Building a Rat Birthing Rack

Many people who raise their own rodents, myself included, use a system similar to what Ralph Davis has detailed on his website. This method involves roatating females through the system and pulling pregnant females from the breeding colony to give birth alone in a birthing tub.
This is by far the most effecient and consistently productive means of raising large numbers of rats that I have found.
The rack described on this page is a birthing rack. It can also easily be used to raise mice in as well, just don't use 1/2" screen.
This rack shouldn't be used as a sole rack to raise rats however, it should be used in conjunction with one or more of the breeding racks which use the larger tubs, such as the rack shown here

You'll see I chose not to use the traditional suspended tub design normally used for these racks and instead elected to support the pans from underneath. For a rodent rack that is multiple tubs wide, getting the support runners spaced properly is aggravating. Also, with the bowed sides of the cat litter pans, the tubs tend to be more prone to slip from the runners at times and fall if they are not spaced exactly right. Over time bedding will accumulate in the runners further increasing the potential to slip out.
Supporting the tubs from underneath solves all these problems. It makes the rack much quicker to build, and much more user friendly in the end.

Disclaimer: This is the first rack of this design I have built. During the building process I realized I had made a couple of minor mistakes in my rough drawing involving certain measurements and material requirements. These mistakes were corrected during the assembly process, and I am pretty sure I got the final materials list correct. Just keep in mind you may have to have an extra board or something before you get it finished. I will be building another of these soon and will knowfor sure that the list is correct.
If there is a mistake, I'm sure someone will let me know, and if there isn't one someone will think there is and try to point that out as well haha.

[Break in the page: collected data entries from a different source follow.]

// SPDX-License-Identifier: MPL-2.0
// This Source Code Form is subject to the terms of the Mozilla Public
// License, v. 2.0. If a copy of the MPL was not distributed with this
// file, You can obtain one at https://mozilla.org/MPL/2.0/.

//! The `control` command string.

use std::fmt;

use thiserror::Error;

use crate::command::{Command, ControlStatus, parse_leading_int};
use crate::types::{DeviceLevel, DeviceNumber};

/// Delimiter between the device number and the device state.
pub(crate) const DELIMITER: char = '.';

/// How the two numeric fields of a command string are decoded.
#[derive(Debug, Clone, Copy, PartialEq, Eq, Default)]
pub enum NumberParsing {
    /// Leading digits are decoded and anything unparsable becomes `0`.
    ///
    /// This matches the deployed firmware: `"0.abc"` turns the device off.
    #[default]
    Lenient,
    /// Each field must be a complete integer (surrounding whitespace
    /// allowed). Anything else makes the whole command malformed.
    Strict,
}

/// Why a command string could not be decoded.
#[derive(Debug, Clone, PartialEq, Eq, Error)]
pub enum MalformedCommand {
    /// The string contains no `.`.
    #[error("missing '.' delimiter")]
    MissingDelimiter,

    /// The string starts with `.`, so the device number is empty.
    #[error("empty device number")]
    EmptyDeviceNumber,

    /// A field is not an integer (strict parsing only).
    #[error("{field} is not an integer: {value:?}")]
    NotAnInteger {
        /// Which field failed.
        field: &'static str,
        /// The offending substring.
        value: String,
    },
}

impl From<MalformedCommand> for ControlStatus {
    fn from(_: MalformedCommand) -> Self {
        Self::Malformed
    }
}

/// A decoded `"<deviceNum>.<deviceState>"` command.
///
/// Decoding only splits and converts the two fields; range validation is
/// left to the controller so it can publish the device number first.
///
/// # Examples
///
/// ```
/// use particle_home::command::{ControlCommand, MalformedCommand, NumberParsing};
///
/// let cmd = ControlCommand::parse("5.9", NumberParsing::Lenient).unwrap();
/// assert_eq!(cmd.device().value(), 5);
/// assert_eq!(cmd.state(), 9);
///
/// assert_eq!(
///     ControlCommand::parse(".1", NumberParsing::Lenient),
///     Err(MalformedCommand::EmptyDeviceNumber)
/// );
/// ```
#[derive(Debug, Clone, Copy, PartialEq, Eq)]
pub struct ControlCommand {
    device: DeviceNumber,
    state: i32,
}

impl ControlCommand {
    /// Creates a command for a known level.
    #[must_use]
    pub const fn new(device: DeviceNumber, level: DeviceLevel) -> Self {
        Self {
            device,
            state: level.as_num(),
        }
    }

    /// Creates a command from raw field values, which may be out of range.
    #[must_use]
    pub const fn from_raw(device: i32, state: i32) -> Self {
        Self {
            device: DeviceNumber::new(device),
            state,
        }
    }

    /// Decodes a command string.
    ///
    /// The string is split at the first `.`; everything after it, further
    /// dots included, is the state field.
    ///
    /// # Errors
    ///
    /// Returns [`MalformedCommand`] if the delimiter is missing or at
    /// position 0, or, with [`NumberParsing::Strict`], if either field is not
    /// an integer.
    pub fn parse(input: &str, parsing: NumberParsing) -> Result<Self, MalformedCommand> {
        let (device, state) = match input.find(DELIMITER) {
            None => return Err(MalformedCommand::MissingDelimiter),
            Some(0) => return Err(MalformedCommand::EmptyDeviceNumber),
            Some(index) => (&input[..index], &input[index + DELIMITER.len_utf8()..]),
        };

        let (device, state) = match parsing {
            NumberParsing::Lenient => (parse_leading_int(device), parse_leading_int(state)),
            NumberParsing::Strict => (
                parse_strict("device number", device)?,
                parse_strict("device state", state)?,
            ),
        };

        Ok(Self::from_raw(device, state))
    }

    /// Returns the addressed device.
    #[must_use]
    pub const fn device(&self) -> DeviceNumber {
        self.device
    }

    /// Returns the requested state as decoded, possibly out of range.
    #[must_use]
    pub const fn state(&self) -> i32 {
        self.state
    }

    /// Returns the requested level if the state is `0` or `1`.
    #[must_use]
    pub fn level(&self) -> Option<DeviceLevel> {
        DeviceLevel::try_from(self.state).ok()
    }
}

fn parse_strict(field: &'static str, value: &str) -> Result<i32, MalformedCommand> {
    value
        .trim()
        .parse()
        .map_err(|_| MalformedCommand::NotAnInteger {
            field,
            value: value.to_string(),
        })
}

impl Command for ControlCommand {
    fn name(&self) -> String {
        "control".to_string()
    }

    fn argument(&self) -> String {
        self.to_string()
    }
}

impl fmt::Display for ControlCommand {
    fn fmt(&self, f: &mut fmt::Formatter<'_>) -> fmt::Result {
        write!(f, "{}{DELIMITER}{}", self.device, self.state)
    }
}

Be sure to read the notes at the end of the page before beginning construction.

  • Tools Used
  • Table saw
  • 10" Power miter saw
  • (4) 90 degree corner clamps
  • (4) large spring clamps
  • cordless drill with bit for pilot holes and phillips screwdriver bit
  • Pneumatic finish nailer (optional)
  • Staple gun
  • tin snips
  • tape measure
  • Materials List
  • (14) 2x4 studs or (4) 2x4 studs and (20) good straight 2x2
  • 2 1/2" wood screws
  • Hardware cloth of your choosing
  • (4) 1 1/4" Swivel Bearing Casters (light duty)
  • (2) 4x8 sheets of 3/4" OSB
  • 24 Large Van Ness cat litter pans (CP2)
  • Cut List
  • On a table saw, rip 10 of the 2x4s into 20 2x2. (Be extremely careful, don't want to lose a finger.) Save the thin scrap pieces left over. Remember, the 2x2s will actually measure 1.5 x 1.5, use the edge of the 2x4 to set the table saw.
  • Cut the 2x2 pieces into the following lengths:
    • (12) 62"
    • (12) 16 1/2"
    • (6) 59"
    • (12) 19 1/2"
  • Cut the 4 remaining studs to 67"
  • Cut the OSB sheets into six strips 11" wide and 62" long

From some of the scrap pieces of 2x2, cut the following to be used as spacers:
(2) 5 5/8"

I initially used 5 1/2" spacers instead of 5 5/8", but after the rack was finished I found that the added space taken up by the wire caused me to have to adjust the levels slightly farther apart, so I decided 5 5/8" would work better.

Assembling the Rack
First we'll make the 6 frames. Take (2) 62" and (2) 16 1/2" pieces of 2x2. The 62" pieces will be the front and back and the 16 1/2" pieces will be the ends of each frame. Screwed together the frames will measure 62" x 19 1/2".
You'll notice in the pictures I used four 90 degree clamps to hold the frames square while I screwed them together. This is not absolutely necessary if you do not have the clamps, but it does make this step easier.
Once you have the four pieces screwed together, take one 59" 2x2 and put it in lengthwise in the middle of the frame. This piece adds support to the wire and creates a divider for the food bins.
Repeat this step to make the other five frames.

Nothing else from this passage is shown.